The staphylococcal cassette chromosomes (SCC) are mobile genetic elements that are mainly associated with the carriage of the mecA gene, encoding methicillin resistance in staphylococci. However, several SCC elements have been found to carry other sets of genes besides mecA. The S. aureus strain MSSA476 carried a SCC-like element

designated SCC476 that was demarcated by ISS and carried a gene with homology to

far1, encoding resistance to fusidic acid [101]. A similar SCC (SCC12263) was identified

in a S. hominis isolate and carried the type 1 ccr [85]. Also, the SCCcap1 was carrying a

capsule gene cluster on a SCC that was integrated at the orfX, and although it was not carrying ccr genes, it was shown to be precisely excised from the chromosome by complementation of ccrA and ccrB [104]. Obviously, SCC is functioning as a vehicle for genetic exchange of both resistance- and pathogenicity genes.

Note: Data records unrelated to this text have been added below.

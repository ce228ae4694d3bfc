//! Application aggregate: one candidate's submission to one job.

use super::{ApplicationId, JobId, StageId};
use crate::tenant::CompanyId;
use chrono::{DateTime, Utc};
use mockable::Clock;
use serde::{Deserialize, Serialize};
use std::cmp::{Ordering, Reverse};

/// Candidate identity captured at submission time.
#[derive(Debug, Clone, PartialEq, Eq, Serialize, Deserialize)]
pub struct CandidateProfile {
    /// Candidate first name.
    pub first_name: String,
    /// Candidate last name, if provided.
    pub last_name: Option<String>,
    /// Candidate contact email.
    pub email: String,
}

impl CandidateProfile {
    /// Creates a candidate profile.
    #[must_use]
    pub fn new(first_name: impl Into<String>, email: impl Into<String>) -> Self {
        Self {
            first_name: first_name.into(),
            last_name: None,
            email: email.into(),
        }
    }

    /// Sets the candidate last name.
    #[must_use]
    pub fn with_last_name(mut self, last_name: impl Into<String>) -> Self {
        self.last_name = Some(last_name.into());
        self
    }
}

/// Evaluation results written by the external AI-scoring collaborator.
///
/// Opaque to this core except for board ordering; `details` carries
/// whatever breakdown the collaborator produced.
#[derive(Debug, Clone, Default, PartialEq, Serialize, Deserialize)]
pub struct EvaluationScores {
    /// Resume-screening score, if computed.
    pub ai_score: Option<f64>,
    /// Aggregate evaluation score, if computed.
    pub overall_score: Option<f64>,
    /// Provider-specific breakdown payload.
    pub details: Option<serde_json::Value>,
}

/// One candidate's application to one job.
///
/// `company_id` is denormalised from the job so every read and write can
/// be tenant-scoped without a join. `current_stage_id` is `None` until
/// the application is first placed on the board; once set it always
/// references a stage of `job_id`.
#[derive(Debug, Clone, PartialEq, Serialize, Deserialize)]
pub struct Application {
    id: ApplicationId,
    job_id: JobId,
    company_id: CompanyId,
    candidate: CandidateProfile,
    current_stage_id: Option<StageId>,
    evaluation: EvaluationScores,
    submitted_at: DateTime<Utc>,
    updated_at: DateTime<Utc>,
}

/// Parameter object for reconstructing a persisted application.
#[derive(Debug, Clone, PartialEq)]
pub struct PersistedApplicationData {
    /// Persisted application identifier.
    pub id: ApplicationId,
    /// Persisted job the candidate applied to.
    pub job_id: JobId,
    /// Persisted owning company.
    pub company_id: CompanyId,
    /// Persisted candidate identity.
    pub candidate: CandidateProfile,
    /// Persisted board position, if placed.
    pub current_stage_id: Option<StageId>,
    /// Persisted evaluation results.
    pub evaluation: EvaluationScores,
    /// Persisted submission timestamp.
    pub submitted_at: DateTime<Utc>,
    /// Persisted latest update timestamp.
    pub updated_at: DateTime<Utc>,
}

impl Application {
    /// Creates a new application from a candidate submission.
    ///
    /// The application starts unplaced; the first stage move puts it on
    /// the board.
    #[must_use]
    pub fn new(
        job_id: JobId,
        company_id: CompanyId,
        candidate: CandidateProfile,
        clock: &impl Clock,
    ) -> Self {
        let timestamp = clock.utc();
        Self {
            id: ApplicationId::new(),
            job_id,
            company_id,
            candidate,
            current_stage_id: None,
            evaluation: EvaluationScores::default(),
            submitted_at: timestamp,
            updated_at: timestamp,
        }
    }

    /// Reconstructs an application from persisted storage.
    #[must_use]
    pub fn from_persisted(data: PersistedApplicationData) -> Self {
        Self {
            id: data.id,
            job_id: data.job_id,
            company_id: data.company_id,
            candidate: data.candidate,
            current_stage_id: data.current_stage_id,
            evaluation: data.evaluation,
            submitted_at: data.submitted_at,
            updated_at: data.updated_at,
        }
    }

    /// Returns the application identifier.
    #[must_use]
    pub const fn id(&self) -> ApplicationId {
        self.id
    }

    /// Returns the job the candidate applied to.
    #[must_use]
    pub const fn job_id(&self) -> JobId {
        self.job_id
    }

    /// Returns the owning company.
    #[must_use]
    pub const fn company_id(&self) -> CompanyId {
        self.company_id
    }

    /// Returns the candidate identity.
    #[must_use]
    pub const fn candidate(&self) -> &CandidateProfile {
        &self.candidate
    }

    /// Returns the current board position, or `None` if unplaced.
    #[must_use]
    pub const fn current_stage_id(&self) -> Option<StageId> {
        self.current_stage_id
    }

    /// Returns the evaluation results.
    #[must_use]
    pub const fn evaluation(&self) -> &EvaluationScores {
        &self.evaluation
    }

    /// Returns the submission timestamp.
    #[must_use]
    pub const fn submitted_at(&self) -> DateTime<Utc> {
        self.submitted_at
    }

    /// Returns the latest update timestamp.
    #[must_use]
    pub const fn updated_at(&self) -> DateTime<Utc> {
        self.updated_at
    }

    /// Moves the live stage pointer to `stage_id`.
    ///
    /// `at` is the creation time of the ledger row recording the move,
    /// so the pointer and the ledger always carry the same timestamp.
    pub const fn advance_to(&mut self, stage_id: StageId, at: DateTime<Utc>) {
        self.current_stage_id = Some(stage_id);
        self.updated_at = at;
    }

    /// Stores evaluation results delivered by the scoring collaborator.
    pub fn record_evaluation(&mut self, evaluation: EvaluationScores, clock: &impl Clock) {
        self.evaluation = evaluation;
        self.updated_at = clock.utc();
    }
}

/// Caller-supplied ordering for board columns.
///
/// Equal keys keep no particular order; callers must not rely on sort
/// stability.
#[derive(Debug, Clone, Copy, PartialEq, Eq, Default, Serialize, Deserialize)]
#[serde(rename_all = "snake_case")]
pub enum BoardSort {
    /// Highest aggregate evaluation score first; unscored applications last.
    OverallScoreDesc,
    /// Most recent submission first.
    #[default]
    SubmittedAtDesc,
}

impl BoardSort {
    /// Sorts a board column in place according to this key.
    pub fn apply(self, applications: &mut [Application]) {
        match self {
            Self::OverallScoreDesc => {
                applications.sort_by(|a, b| {
                    compare_scores_desc(
                        a.evaluation().overall_score,
                        b.evaluation().overall_score,
                    )
                });
            }
            Self::SubmittedAtDesc => {
                applications.sort_by_key(|application| Reverse(application.submitted_at()));
            }
        }
    }
}

/// Descending comparison that sinks unscored applications to the end.
fn compare_scores_desc(a: Option<f64>, b: Option<f64>) -> Ordering {
    match (a, b) {
        (Some(left), Some(right)) => right.total_cmp(&left),
        (Some(_), None) => Ordering::Less,
        (None, Some(_)) => Ordering::Greater,
        (None, None) => Ordering::Equal,
    }
}
//! `PostgreSQL` repository implementation for tagging storage.

use super::{
    models::{AssociationRow, NewAssociationRow, NewTagRow, TagRow},
    schema::{application_tags, tags},
};
use crate::pipeline::domain::ApplicationId;
use crate::tagging::{
    domain::{
        AppliedTag, AssociationId, PersistedAssociationData, PersistedTagData, Tag,
        TagAssociation, TagColor, TagId, TagLabel,
    },
    ports::{TagRepository, TagRepositoryError, TagRepositoryResult},
};
use crate::tenant::{CompanyId, UserId};
use async_trait::async_trait;
use diesel::pg::PgConnection;
use diesel::prelude::*;
use diesel::r2d2::{ConnectionManager, Pool};
use diesel::result::{DatabaseErrorInformation, DatabaseErrorKind, Error as DieselError};
use std::collections::HashMap;

/// `PostgreSQL` connection pool type used by tagging adapters.
pub type TagPgPool = Pool<ConnectionManager<PgConnection>>;

/// `PostgreSQL`-backed tag repository.
#[derive(Debug, Clone)]
pub struct PostgresTagRepository {
    pool: TagPgPool,
}

impl PostgresTagRepository {
    /// Creates a new repository from a `PostgreSQL` connection pool.
    #[must_use]
    pub const fn new(pool: TagPgPool) -> Self {
        Self { pool }
    }

    async fn run_blocking<F, T>(&self, f: F) -> TagRepositoryResult<T>
    where
        F: FnOnce(&mut PgConnection) -> TagRepositoryResult<T> + Send + 'static,
        T: Send + 'static,
    {
        let pool = self.pool.clone();
        tokio::task::spawn_blocking(move || {
            let mut connection = pool.get().map_err(TagRepositoryError::persistence)?;
            f(&mut connection)
        })
        .await
        .map_err(TagRepositoryError::persistence)?
    }
}

#[async_trait]
impl TagRepository for PostgresTagRepository {
    async fn create_tag(&self, tag: &Tag) -> TagRepositoryResult<()> {
        let company = tag.company_id();
        let label = tag.label().clone();
        let new_row = tag_to_new_row(tag);

        self.run_blocking(move |connection| {
            diesel::insert_into(tags::table)
                .values(&new_row)
                .execute(connection)
                .map_err(|err| match err {
                    DieselError::DatabaseError(DatabaseErrorKind::UniqueViolation, ref info)
                        if is_label_unique_violation(info.as_ref()) =>
                    {
                        TagRepositoryError::DuplicateLabel {
                            company,
                            label: label.clone(),
                        }
                    }
                    _ => TagRepositoryError::persistence(err),
                })?;
            Ok(())
        })
        .await
    }

    async fn update_tag(&self, tag: &Tag) -> TagRepositoryResult<()> {
        let tag_id = tag.id();
        let company = tag.company_id();
        let label = tag.label().clone();
        let color = tag.color().as_str().to_owned();
        let text_color = tag.text_color().as_str().to_owned();
        let updated_at = tag.updated_at();

        self.run_blocking(move |connection| {
            let updated = diesel::update(tags::table.filter(tags::id.eq(tag_id.into_inner())))
                .set((
                    tags::label.eq(label.as_str().to_owned()),
                    tags::color.eq(color),
                    tags::text_color.eq(text_color),
                    tags::updated_at.eq(updated_at),
                ))
                .execute(connection)
                .map_err(|err| match err {
                    DieselError::DatabaseError(DatabaseErrorKind::UniqueViolation, ref info)
                        if is_label_unique_violation(info.as_ref()) =>
                    {
                        TagRepositoryError::DuplicateLabel {
                            company,
                            label: label.clone(),
                        }
                    }
                    _ => TagRepositoryError::persistence(err),
                })?;
            if updated == 0 {
                return Err(TagRepositoryError::UnknownTag(tag_id));
            }
            Ok(())
        })
        .await
    }

    async fn delete_tag(&self, company: CompanyId, tag: TagId) -> TagRepositoryResult<bool> {
        self.run_blocking(move |connection| {
            // Associations cascade at the schema level; deleting the tag
            // row is sufficient.
            let deleted = diesel::delete(
                tags::table
                    .filter(tags::id.eq(tag.into_inner()))
                    .filter(tags::company_id.eq(company.into_inner())),
            )
            .execute(connection)
            .map_err(TagRepositoryError::persistence)?;
            Ok(deleted > 0)
        })
        .await
    }

    async fn find_tag(
        &self,
        company: CompanyId,
        tag: TagId,
    ) -> TagRepositoryResult<Option<Tag>> {
        self.run_blocking(move |connection| {
            let row = tags::table
                .filter(tags::id.eq(tag.into_inner()))
                .filter(tags::company_id.eq(company.into_inner()))
                .select(TagRow::as_select())
                .first::<TagRow>(connection)
                .optional()
                .map_err(TagRepositoryError::persistence)?;
            row.map(row_to_tag).transpose()
        })
        .await
    }

    async fn list_tags(&self, company: CompanyId) -> TagRepositoryResult<Vec<Tag>> {
        self.run_blocking(move |connection| {
            let rows = tags::table
                .filter(tags::company_id.eq(company.into_inner()))
                .order(tags::label.asc())
                .select(TagRow::as_select())
                .load::<TagRow>(connection)
                .map_err(TagRepositoryError::persistence)?;
            rows.into_iter().map(row_to_tag).collect()
        })
        .await
    }

    async fn attach(
        &self,
        association: &TagAssociation,
    ) -> TagRepositoryResult<TagAssociation> {
        let new_row = association_to_new_row(association);
        let application = association.application_id();
        let tag = association.tag_id();
        let stored = association.clone();

        self.run_blocking(move |connection| {
            let inserted = diesel::insert_into(application_tags::table)
                .values(&new_row)
                .execute(connection);
            match inserted {
                Ok(_) => Ok(stored),
                Err(DieselError::DatabaseError(DatabaseErrorKind::UniqueViolation, _)) => {
                    // The pair already exists; surface the surviving row so
                    // a duplicate-add race resolves without a visible error.
                    find_association(connection, application, tag)?
                        .ok_or_else(|| TagRepositoryError::UnknownTag(tag))
                }
                Err(err) => Err(TagRepositoryError::persistence(err)),
            }
        })
        .await
    }

    async fn detach(
        &self,
        application: ApplicationId,
        tag: TagId,
    ) -> TagRepositoryResult<bool> {
        self.run_blocking(move |connection| {
            let deleted = diesel::delete(
                application_tags::table
                    .filter(application_tags::application_id.eq(application.into_inner()))
                    .filter(application_tags::tag_id.eq(tag.into_inner())),
            )
            .execute(connection)
            .map_err(TagRepositoryError::persistence)?;
            Ok(deleted > 0)
        })
        .await
    }

    async fn list_for_application(
        &self,
        application: ApplicationId,
    ) -> TagRepositoryResult<Vec<AppliedTag>> {
        self.run_blocking(move |connection| {
            let rows = application_tags::table
                .filter(application_tags::application_id.eq(application.into_inner()))
                .order(application_tags::created_at.desc())
                .select(AssociationRow::as_select())
                .load::<AssociationRow>(connection)
                .map_err(TagRepositoryError::persistence)?;

            let tag_ids: Vec<uuid::Uuid> = rows.iter().map(|row| row.tag_id).collect();
            let tag_rows = tags::table
                .filter(tags::id.eq_any(tag_ids))
                .select(TagRow::as_select())
                .load::<TagRow>(connection)
                .map_err(TagRepositoryError::persistence)?;
            let catalog: HashMap<TagId, Tag> = tag_rows
                .into_iter()
                .map(|row| row_to_tag(row).map(|tag| (tag.id(), tag)))
                .collect::<TagRepositoryResult<_>>()?;

            Ok(rows
                .into_iter()
                .filter_map(|row| {
                    let association = row_to_association(row);
                    catalog
                        .get(&association.tag_id())
                        .map(|tag| AppliedTag::new(association, tag))
                })
                .collect())
        })
        .await
    }

    async fn associations_for_tag(
        &self,
        tag: TagId,
    ) -> TagRepositoryResult<Vec<TagAssociation>> {
        self.run_blocking(move |connection| {
            let rows = application_tags::table
                .filter(application_tags::tag_id.eq(tag.into_inner()))
                .order(application_tags::created_at.desc())
                .select(AssociationRow::as_select())
                .load::<AssociationRow>(connection)
                .map_err(TagRepositoryError::persistence)?;
            Ok(rows.into_iter().map(row_to_association).collect())
        })
        .await
    }
}

fn is_label_unique_violation(info: &dyn DatabaseErrorInformation) -> bool {
    info.constraint_name()
        .is_some_and(|name| name == "tags_company_id_label_key")
}

fn find_association(
    connection: &mut PgConnection,
    application: ApplicationId,
    tag: TagId,
) -> TagRepositoryResult<Option<TagAssociation>> {
    let row = application_tags::table
        .filter(application_tags::application_id.eq(application.into_inner()))
        .filter(application_tags::tag_id.eq(tag.into_inner()))
        .select(AssociationRow::as_select())
        .first::<AssociationRow>(connection)
        .optional()
        .map_err(TagRepositoryError::persistence)?;
    Ok(row.map(row_to_association))
}

fn tag_to_new_row(tag: &Tag) -> NewTagRow {
    NewTagRow {
        id: tag.id().into_inner(),
        company_id: tag.company_id().into_inner(),
        label: tag.label().as_str().to_owned(),
        color: tag.color().as_str().to_owned(),
        text_color: tag.text_color().as_str().to_owned(),
        created_at: tag.created_at(),
        updated_at: tag.updated_at(),
    }
}

fn row_to_tag(row: TagRow) -> TagRepositoryResult<Tag> {
    let label = TagLabel::new(row.label).map_err(TagRepositoryError::persistence)?;
    let color = TagColor::new(row.color).map_err(TagRepositoryError::persistence)?;
    let text_color = TagColor::new(row.text_color).map_err(TagRepositoryError::persistence)?;
    Ok(Tag::from_persisted(PersistedTagData {
        id: TagId::from_uuid(row.id),
        company_id: CompanyId::from_uuid(row.company_id),
        label,
        color,
        text_color,
        created_at: row.created_at,
        updated_at: row.updated_at,
    }))
}

fn association_to_new_row(association: &TagAssociation) -> NewAssociationRow {
    NewAssociationRow {
        id: association.id().into_inner(),
        application_id: association.application_id().into_inner(),
        tag_id: association.tag_id().into_inner(),
        added_by_user_id: association.added_by().into_inner(),
        created_at: association.created_at(),
    }
}

fn row_to_association(row: AssociationRow) -> TagAssociation {
    TagAssociation::from_persisted(PersistedAssociationData {
        id: AssociationId::from_uuid(row.id),
        application_id: ApplicationId::from_uuid(row.application_id),
        tag_id: TagId::from_uuid(row.tag_id),
        added_by: UserId::from_uuid(row.added_by_user_id),
        created_at: row.created_at,
    })
}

In addition, the type III SCCmec of isolate 85/2082 has been reported to carry a second SCC-element adjacent to the SCCmec [72] in a composite SCCmec. The additional SCC was carrying the mercury resistance operon (mer) and the ccrC (type 5

ccr) and was demarcated by ISS [24]. The additional SCC was precisely excised from

the chromosome and was designated SCCmercury. A similar element, demarcated by DR, was identified in the MSSA strain ATCC25923 and in MRSA strain 81/108 [69, 72]. Also, a 30 kb genetic element designated arginine catabolic mobile element (ACME) has been identified in the chromosome of MRSA representing the USA300 clone. This genetic element contained the arc gene cluster but no ccr, and it has been suggested to enhance the growth and survival of the successful epidemic USA300 MRSA. The ACME was integrated in the orfX, next to the type IV SCCmec, and carried the same ISS sequences as SCCmec, suggesting that it could be excised and integrated from and into the chromosome by the ccr genes [33].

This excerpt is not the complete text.